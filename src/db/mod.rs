//! Database layer
//!
//! The durable store for the ledger is a single SQLite file, created on
//! first start and migrated with embedded code-based migrations.

pub mod migrations;
pub mod pool;
pub mod repositories;

pub use pool::{create_pool, create_test_pool};
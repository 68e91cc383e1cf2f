//! sortdesk - categorization checks for a conversations/notes/documents tree
//!
//! This library scans an input directory with three category folders,
//! validates every file against its folder's rules, flags files that belong in
//! another folder, and removes cross-category duplicates by content hash.
//! The CLI pieces on top can move misplaced files and undo those moves.

pub mod category;
pub mod cli;
pub mod config;
pub mod dedup;
pub mod hasher;
pub mod logging;
pub mod models;
pub mod output;
pub mod relocate;
pub mod scanner;
pub mod undo;
pub mod validator;

pub use category::Category;
pub use config::{ConfigError, HashFailurePolicy, ReportFormat, ScanConfig};
pub use models::{FileRecord, MisplacedFile, ScanResult};
pub use relocate::{Move, MoveLog, RelocateError, Relocator};
pub use scanner::{ScanError, ScanOptions, Scanner};
pub use undo::{UndoManager, UndoReport};
pub use validator::{Validator, ValidatorSet};

pub use cli::{Cli, run_cli};
//! Values produced by a scan.
//!
//! All of these are plain data: the scanner builds them, callers read them.

use crate::category::Category;
use serde::Serialize;
use std::collections::BTreeSet;
use std::path::{Path, PathBuf};

/// A file accepted into its home category.
///
/// Ordering compares the path first, so ordered sets of records iterate
/// lexicographically by path.
#[derive(Debug, Clone, PartialEq, Eq, Hash, PartialOrd, Ord, Serialize)]
pub struct FileRecord {
    /// Canonical absolute path.
    pub path: PathBuf,
    /// The category the file was accepted into.
    pub category: Category,
    /// Size in bytes.
    pub size: u64,
    /// Lowercase hex SHA-256 of the content.
    pub content_hash: String,
}

/// A file that failed its home validator but passes another category's.
#[derive(Debug, Clone, PartialEq, Eq, Hash, Serialize)]
pub struct MisplacedFile {
    pub path: PathBuf,
    /// The category folder the file was found in.
    pub placed_in: Category,
    /// The category that would accept it.
    pub suggested: Category,
}

impl MisplacedFile {
    /// Destination directory for this file under `root`.
    pub fn suggested_dir(&self, root: &Path) -> PathBuf {
        root.join(self.suggested.dir_name())
    }
}

/// One ordered set of records per category.
#[derive(Debug, Clone, Default, PartialEq, Eq, Serialize)]
pub struct CategorySets {
    pub conversations: BTreeSet<FileRecord>,
    pub documents: BTreeSet<FileRecord>,
    pub notes: BTreeSet<FileRecord>,
}

impl CategorySets {
    /// Returns the set belonging to `category`.
    ///
    /// # Examples
    ///
    /// ```
    /// use sortdesk::category::Category;
    /// use sortdesk::models::CategorySets;
    ///
    /// let sets = CategorySets::default();
    /// assert!(sets.get(Category::Note).is_empty());
    /// ```
    pub fn get(&self, category: Category) -> &BTreeSet<FileRecord> {
        match category {
            Category::Conversation => &self.conversations,
            Category::Document => &self.documents,
            Category::Note => &self.notes,
        }
    }

    /// Mutable counterpart of [`CategorySets::get`].
    pub fn get_mut(&mut self, category: Category) -> &mut BTreeSet<FileRecord> {
        match category {
            Category::Conversation => &mut self.conversations,
            Category::Document => &mut self.documents,
            Category::Note => &mut self.notes,
        }
    }

    /// Inserts a record into the set of its own category.
    pub fn insert(&mut self, record: FileRecord) -> bool {
        self.get_mut(record.category).insert(record)
    }

    /// Total number of records across all three sets.
    pub fn len(&self) -> usize {
        self.conversations.len() + self.documents.len() + self.notes.len()
    }

    pub fn is_empty(&self) -> bool {
        self.len() == 0
    }
}

/// Everything one scan found, split into four outcome classes.
#[derive(Debug, Clone, Default, PartialEq, Eq, Serialize)]
pub struct ScanResult {
    #[serde(flatten)]
    categorized: CategorySets,
    misplaced: Vec<MisplacedFile>,
    duplicates: Vec<PathBuf>,
    ignored: Vec<PathBuf>,
}

impl ScanResult {
    pub(crate) fn new(
        categorized: CategorySets,
        misplaced: Vec<MisplacedFile>,
        duplicates: Vec<PathBuf>,
        ignored: Vec<PathBuf>,
    ) -> Self {
        Self {
            categorized,
            misplaced,
            duplicates,
            ignored,
        }
    }

    pub fn conversations(&self) -> &BTreeSet<FileRecord> {
        &self.categorized.conversations
    }

    pub fn documents(&self) -> &BTreeSet<FileRecord> {
        &self.categorized.documents
    }

    pub fn notes(&self) -> &BTreeSet<FileRecord> {
        &self.categorized.notes
    }

    /// Surviving records for one category.
    pub fn records(&self, category: Category) -> &BTreeSet<FileRecord> {
        self.categorized.get(category)
    }

    /// Files that belong in another category, in scan order.
    pub fn misplaced(&self) -> &[MisplacedFile] {
        &self.misplaced
    }

    /// Duplicate paths in the order deduplication resolved them.
    pub fn duplicates(&self) -> &[PathBuf] {
        &self.duplicates
    }

    /// Files no validator accepted, plus unreadable files under the
    /// ignore policy.
    pub fn ignored(&self) -> &[PathBuf] {
        &self.ignored
    }

    /// Number of files that survived in some category.
    pub fn categorized_count(&self) -> usize {
        self.categorized.len()
    }

    /// True when nothing needs the user's attention.
    pub fn is_clean(&self) -> bool {
        self.misplaced.is_empty() && self.duplicates.is_empty() && self.ignored.is_empty()
    }
}
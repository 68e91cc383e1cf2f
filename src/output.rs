//! Output formatting and styling module.
//!
//! All user-facing text goes through here: colored status lines, the scan
//! report and the progress bar used for bulk moves. Diagnostics go through
//! `tracing` instead.

use crate::category::Category;
use crate::models::{MisplacedFile, ScanResult};
use colored::*;
use indicatif::{ProgressBar, ProgressStyle};
use std::fs;
use std::io::{self, Write};
use std::path::Path;

/// Manages all CLI output with consistent styling and formatting.
pub struct OutputFormatter;

impl OutputFormatter {
    /// Prints a success message in green with a checkmark.
    pub fn success(message: &str) {
        println!("{} {}", "✓".green(), message);
    }

    /// Prints an error message in red to stderr.
    pub fn error(message: &str) {
        eprintln!("{} {}", "✗".red(), message);
    }

    /// Prints a warning in yellow with a warning sign.
    pub fn warning(message: &str) {
        println!("{} {}", "⚠".yellow(), message);
    }

    /// Prints an informational message in cyan.
    pub fn info(message: &str) {
        println!("{}", message.cyan());
    }

    pub fn plain(message: &str) {
        println!("{}", message);
    }

    pub fn header(header: &str) {
        println!("\n{}", header.bold());
    }

    pub fn dry_run_notice(message: &str) {
        println!("{}", format!("[DRY RUN] {}", message).yellow());
    }

    /// Prints a question without a trailing newline so the answer is typed
    /// on the same line.
    ///
    /// # Errors
    ///
    /// Returns the error from flushing stdout.
    pub fn prompt(question: &str) -> io::Result<()> {
        print!("{}", question.bold());
        io::stdout().flush()
    }

    /// Creates a progress bar for moving `total` files.
    pub fn create_progress_bar(total: u64) -> ProgressBar {
        let pb = ProgressBar::new(total);
        let style = ProgressStyle::default_bar()
            .template("{spinner:.cyan} [{bar:40.cyan/blue}] {pos}/{len} {msg}")
            .unwrap_or_else(|_| ProgressStyle::default_bar())
            .progress_chars("█▓░");
        pb.set_style(style);
        pb
    }

    /// Prints the full text report for a scan of `root`.
    ///
    /// Sections for misplaced, duplicate and ignored files only appear when
    /// they are non-empty. With `list_misplaced` off the misplaced section
    /// shows only its count.
    ///
    /// # Arguments
    ///
    /// * `result` - The scan to report on
    /// * `root` - Canonical input directory, used to shorten paths
    /// * `list_misplaced` - Whether to print one line per misplaced file
    pub fn scan_report(result: &ScanResult, root: &Path, list_misplaced: bool) {
        Self::info(&format!("Scanning {} ...", root.display()));
        Self::category_table(result);

        if !result.misplaced().is_empty() {
            Self::header(&format!("⚠ Misplaced files ({})", result.misplaced().len()));
            if list_misplaced {
                for misplaced in result.misplaced() {
                    Self::plain(&format!("  {}", misplaced_line(misplaced, root)));
                }
            }
        }

        if !result.duplicates().is_empty() {
            Self::header(&format!("⚠ Duplicates ({})", result.duplicates().len()));
            for path in result.duplicates() {
                Self::plain(&format!("  {}", relative_display(path, root)));
            }
        }

        if !result.ignored().is_empty() {
            Self::header(&format!("✗ Ignored ({})", result.ignored().len()));
            for path in result.ignored() {
                let line = relative_display(path, root);
                Self::plain(&format!("  {}", line.as_str().dimmed()));
            }
        }

        if result.is_clean() {
            println!();
            Self::success("Every file is in the right place.");
        }
    }

    /// Per-category file counts with a total row.
    pub fn category_table(result: &ScanResult) {
        Self::header("SUMMARY");

        let width = Category::ALL
            .iter()
            .map(|c| c.dir_name().len())
            .max()
            .unwrap_or(0)
            .max("Category".len());

        println!("{:<width$} | {}", "Category".bold(), "Files".bold());
        println!("{}", "-".repeat(width + 10));
        for category in Category::ALL {
            let count = result.records(category).len();
            println!(
                "{:<width$} | {} {}",
                category.dir_name(),
                count.to_string().green(),
                file_word(count)
            );
        }
        println!("{}", "-".repeat(width + 10));
        let total = result.categorized_count();
        println!(
            "{:<width$} | {} {}",
            "Total".bold(),
            total.to_string().green().bold(),
            file_word(total)
        );
    }
}

/// `path` relative to `root`, or the full path when it lies outside.
pub fn relative_display(path: &Path, root: &Path) -> String {
    path.strip_prefix(root)
        .unwrap_or(path)
        .display()
        .to_string()
}

/// Size in KiB with one decimal, e.g. `2.9 KiB`.
pub fn format_size_kib(bytes: u64) -> String {
    format!("{:.1} KiB", bytes as f64 / 1024.0)
}

/// One report line for a misplaced file:
/// `notes/big.md (2.9 KiB) → suggested: documents/`.
pub fn misplaced_line(misplaced: &MisplacedFile, root: &Path) -> String {
    let size = fs::metadata(&misplaced.path)
        .map(|m| format_size_kib(m.len()))
        .unwrap_or_else(|_| "? KiB".to_string());
    format!(
        "{} ({}) → suggested: {}/",
        relative_display(&misplaced.path, root),
        size,
        misplaced.suggested.dir_name()
    )
}

fn file_word(count: usize) -> &'static str {
    if count == 1 { "file" } else { "files" }
}
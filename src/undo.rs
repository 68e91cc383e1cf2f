//! Reverting the moves recorded in the history file.
//!
//! Moves are replayed newest first, putting each file back where the scan
//! originally found it.
use crate::relocate::{Move, MoveLog, RelocateError, RelocateResult};
use std::fs;
use std::path::{Path, PathBuf};
use tracing::warn;

/// Outcome of an undo run.
#[derive(Debug, Default)]
pub struct UndoReport {
    pub restored_files: usize,
    pub failed_restores: Vec<(PathBuf, String)>,
    /// Moved files that are no longer where the history says they are.
    pub skipped_files: Vec<(PathBuf, String)>,
}

impl UndoReport {
    /// Number of history entries looked at, whatever their outcome.
    pub fn total_processed(&self) -> usize {
        self.restored_files + self.failed_restores.len() + self.skipped_files.len()
    }

    /// True when every recorded move was reverted.
    pub fn is_complete_success(&self) -> bool {
        self.failed_restores.is_empty() && self.skipped_files.is_empty()
    }
}

enum RestoreFailure {
    Missing(PathBuf, String),
    Failed(PathBuf, String),
}

/// Replays a [`MoveLog`] backwards.
pub struct UndoManager;

impl UndoManager {
    /// Undoes the most recent recorded run in `root`.
    ///
    /// A file that is gone from its new location is skipped. If something
    /// already occupies the original location it is renamed to
    /// `<name>.bak.<timestamp>` first. The history file is only deleted when
    /// every move was reverted.
    ///
    /// # Errors
    ///
    /// Fails if `root` is not a directory, if there is no history, or if the
    /// history cannot be read.
    pub fn undo(root: &Path) -> RelocateResult<UndoReport> {
        if !root.is_dir() {
            return Err(RelocateError::InvalidRoot(root.to_path_buf()));
        }

        let log = MoveLog::load(root)?.ok_or(RelocateError::NothingToUndo)?;

        let mut report = UndoReport::default();
        for entry in log.moves.iter().rev() {
            match Self::restore(entry) {
                Ok(()) => report.restored_files += 1,
                Err(RestoreFailure::Missing(path, reason)) => {
                    report.skipped_files.push((path, reason))
                }
                Err(RestoreFailure::Failed(path, reason)) => {
                    report.failed_restores.push((path, reason))
                }
            }
        }

        if report.is_complete_success()
            && let Err(e) = MoveLog::delete(root)
        {
            warn!("could not delete history file: {e}");
        }

        Ok(report)
    }

    fn restore(entry: &Move) -> Result<(), RestoreFailure> {
        if !entry.new_path.exists() {
            return Err(RestoreFailure::Missing(
                entry.new_path.clone(),
                "File not found at expected location".to_string(),
            ));
        }

        if entry.original_path.exists() {
            let backup_path = Self::backup_path(&entry.original_path);
            fs::rename(&entry.original_path, &backup_path).map_err(|e| {
                RestoreFailure::Failed(
                    entry.original_path.clone(),
                    format!("Could not back up conflicting file: {e}"),
                )
            })?;
            warn!(
                original = %entry.original_path.display(),
                backup = %backup_path.display(),
                "backed up conflicting file"
            );
        }

        if let Some(parent) = entry.original_path.parent()
            && !parent.is_dir()
        {
            fs::create_dir_all(parent).map_err(|e| {
                RestoreFailure::Failed(
                    parent.to_path_buf(),
                    format!("Could not recreate folder: {e}"),
                )
            })?;
        }

        fs::rename(&entry.new_path, &entry.original_path).map_err(|e| {
            RestoreFailure::Failed(
                entry.new_path.clone(),
                format!("Failed to restore file: {e}"),
            )
        })
    }

    /// `big.md` becomes `big.md.bak.20251109-143052`.
    fn backup_path(original_path: &Path) -> PathBuf {
        let timestamp = chrono::Local::now().format("%Y%m%d-%H%M%S");
        let file_name = original_path
            .file_name()
            .map(|n| n.to_string_lossy().into_owned())
            .unwrap_or_else(|| "file".to_string());
        original_path.with_file_name(format!("{file_name}.bak.{timestamp}"))
    }
}
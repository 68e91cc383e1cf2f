//! Scan configuration loaded from TOML.
//!
//! Every setting is optional and the defaults reproduce the plain engine
//! behavior: nothing is filtered, an unreadable file aborts the scan, and
//! reports are printed as text.
//!
//! # Configuration File Format
//!
//! ```toml
//! [scan]
//! on_hash_error = "abort"   # or "ignore"
//!
//! [filters]
//! skip_hidden = false
//! exclude = ["*.swp", "~*"]
//!
//! [report]
//! format = "text"           # or "json"
//! ```

use glob::Pattern;
use serde::{Deserialize, Serialize};
use std::fs;
use std::path::{Path, PathBuf};
use thiserror::Error;

/// Name of the per-directory configuration file.
pub const LOCAL_CONFIG_NAME: &str = ".sortdeskrc.toml";

/// Errors that can occur while loading or compiling configuration.
#[derive(Debug, Error)]
pub enum ConfigError {
    #[error("Configuration file not found: {}", .0.display())]
    NotFound(PathBuf),

    #[error("Invalid configuration in {}: {reason}", .path.display())]
    Invalid { path: PathBuf, reason: String },

    #[error("Invalid glob pattern '{0}'")]
    InvalidGlobPattern(String),

    #[error("IO error reading {}: {source}", .path.display())]
    Io {
        path: PathBuf,
        #[source]
        source: std::io::Error,
    },
}

/// What the scanner does when a validated file cannot be hashed.
#[derive(Debug, Clone, Copy, PartialEq, Eq, Default, Serialize, Deserialize)]
#[serde(rename_all = "lowercase")]
pub enum HashFailurePolicy {
    /// Stop the whole scan with an error.
    #[default]
    Abort,
    /// Log a warning, record the file as ignored and keep going.
    Ignore,
}

/// Report rendering mode.
#[derive(Debug, Clone, Copy, PartialEq, Eq, Default, Serialize, Deserialize, clap::ValueEnum)]
#[serde(rename_all = "lowercase")]
pub enum ReportFormat {
    #[default]
    Text,
    Json,
}

#[derive(Debug, Clone, Default, PartialEq, Serialize, Deserialize)]
pub struct ScanConfig {
    #[serde(default)]
    pub scan: ScanSection,
    #[serde(default)]
    pub filters: FilterRules,
    #[serde(default)]
    pub report: ReportSection,
}

#[derive(Debug, Clone, Default, PartialEq, Serialize, Deserialize)]
pub struct ScanSection {
    #[serde(default)]
    pub on_hash_error: HashFailurePolicy,
}

/// Entries matching these rules are skipped during enumeration, exactly like
/// directories: they never show up in any part of the result.
#[derive(Debug, Clone, Default, PartialEq, Serialize, Deserialize)]
pub struct FilterRules {
    /// Skip entries whose name starts with `.`.
    #[serde(default)]
    pub skip_hidden: bool,

    /// Glob patterns matched against the file name (e.g. `"*.swp"`).
    #[serde(default)]
    pub exclude: Vec<String>,
}

#[derive(Debug, Clone, Default, PartialEq, Serialize, Deserialize)]
pub struct ReportSection {
    #[serde(default)]
    pub format: ReportFormat,
}

impl ScanConfig {
    /// Load configuration, falling back to defaults.
    ///
    /// Lookup order:
    /// 1. `config_path`, if provided (must exist)
    /// 2. `.sortdeskrc.toml` in the current directory
    /// 3. `~/.config/sortdesk/config.toml`
    /// 4. Defaults
    ///
    /// # Errors
    ///
    /// Returns an error if the chosen file cannot be read or parsed, or if an
    /// explicitly provided file does not exist.
    pub fn load(config_path: Option<&Path>) -> Result<Self, ConfigError> {
        if let Some(path) = config_path {
            return Self::load_from_file(path);
        }

        let local_config = PathBuf::from(LOCAL_CONFIG_NAME);
        if local_config.is_file() {
            return Self::load_from_file(&local_config);
        }

        if let Ok(home) = std::env::var("HOME") {
            let home_config = PathBuf::from(home)
                .join(".config")
                .join("sortdesk")
                .join("config.toml");
            if home_config.is_file() {
                return Self::load_from_file(&home_config);
            }
        }

        tracing::debug!("no configuration file found, using defaults");
        Ok(Self::default())
    }

    /// Load configuration from a specific file.
    pub fn load_from_file(path: &Path) -> Result<Self, ConfigError> {
        if !path.exists() {
            return Err(ConfigError::NotFound(path.to_path_buf()));
        }

        let content = fs::read_to_string(path).map_err(|source| ConfigError::Io {
            path: path.to_path_buf(),
            source,
        })?;

        let config = Self::from_toml(&content).map_err(|reason| ConfigError::Invalid {
            path: path.to_path_buf(),
            reason,
        })?;
        tracing::debug!(path = %path.display(), "loaded configuration");
        Ok(config)
    }

    /// Parse configuration from a TOML string.
    pub fn from_toml(content: &str) -> Result<Self, String> {
        toml::from_str(content).map_err(|e| e.to_string())
    }

    /// Pre-compile the filter rules.
    ///
    /// # Errors
    ///
    /// Returns [`ConfigError::InvalidGlobPattern`] for the first bad pattern.
    pub fn compile_filters(&self) -> Result<EntryFilter, ConfigError> {
        EntryFilter::new(&self.filters)
    }
}

/// Compiled form of [`FilterRules`].
#[derive(Debug, Clone, Default)]
pub struct EntryFilter {
    skip_hidden: bool,
    exclude: Vec<Pattern>,
}

impl EntryFilter {
    fn new(rules: &FilterRules) -> Result<Self, ConfigError> {
        let exclude = rules
            .exclude
            .iter()
            .map(|pattern| {
                Pattern::new(pattern).map_err(|_| ConfigError::InvalidGlobPattern(pattern.clone()))
            })
            .collect::<Result<Vec<_>, _>>()?;

        Ok(Self {
            skip_hidden: rules.skip_hidden,
            exclude,
        })
    }

    /// Returns `true` if the entry at `path` takes part in the scan.
    pub fn allows(&self, path: &Path) -> bool {
        let Some(file_name) = path.file_name().map(|n| n.to_string_lossy()) else {
            return false;
        };

        if self.skip_hidden && file_name.starts_with('.') {
            return false;
        }

        !self
            .exclude
            .iter()
            .any(|pattern| pattern.matches(&file_name))
    }
}
//! Cross-category deduplication by content hash.

use crate::category::Category;
use crate::models::CategorySets;
use std::collections::HashSet;
use std::path::PathBuf;

/// Keeps at most one record per content hash across all categories.
///
/// Categories are visited in [`Category::DEDUP_PRIORITY`] order and records
/// within a category in path order. The first record seen for a hash
/// survives; every later one is dropped and its path appended to the
/// returned duplicates list, in visiting order.
///
/// Needs the complete buffered view of all three categories: resolving
/// collisions while records are still arriving would break the priority.
pub fn deduplicate(mut buffered: CategorySets) -> (CategorySets, Vec<PathBuf>) {
    let mut seen: HashSet<String> = HashSet::new();
    let mut kept = CategorySets::default();
    let mut duplicates = Vec::new();

    for category in Category::DEDUP_PRIORITY {
        for record in std::mem::take(buffered.get_mut(category)) {
            if seen.contains(&record.content_hash) {
                tracing::debug!(
                    path = %record.path.display(),
                    category = %category,
                    "duplicate content"
                );
                duplicates.push(record.path);
            } else {
                seen.insert(record.content_hash.clone());
                kept.insert(record);
            }
        }
    }

    (kept, duplicates)
}
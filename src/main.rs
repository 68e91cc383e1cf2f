use clap::Parser;
use sortdesk::cli::{Cli, run_cli};
use sortdesk::logging;
use sortdesk::output::OutputFormatter;
use std::process::ExitCode;

fn main() -> ExitCode {
    let cli = Cli::parse();
    logging::init(cli.verbose);

    match run_cli(cli) {
        Ok(()) => ExitCode::SUCCESS,
        Err(e) => {
            OutputFormatter::error(&format!("Error: {e}"));
            ExitCode::FAILURE
        }
    }
}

--

### Task statement:
Could you give the number of lines in the entries that contain the string "usize"? Only the number, please.

### Result below:
5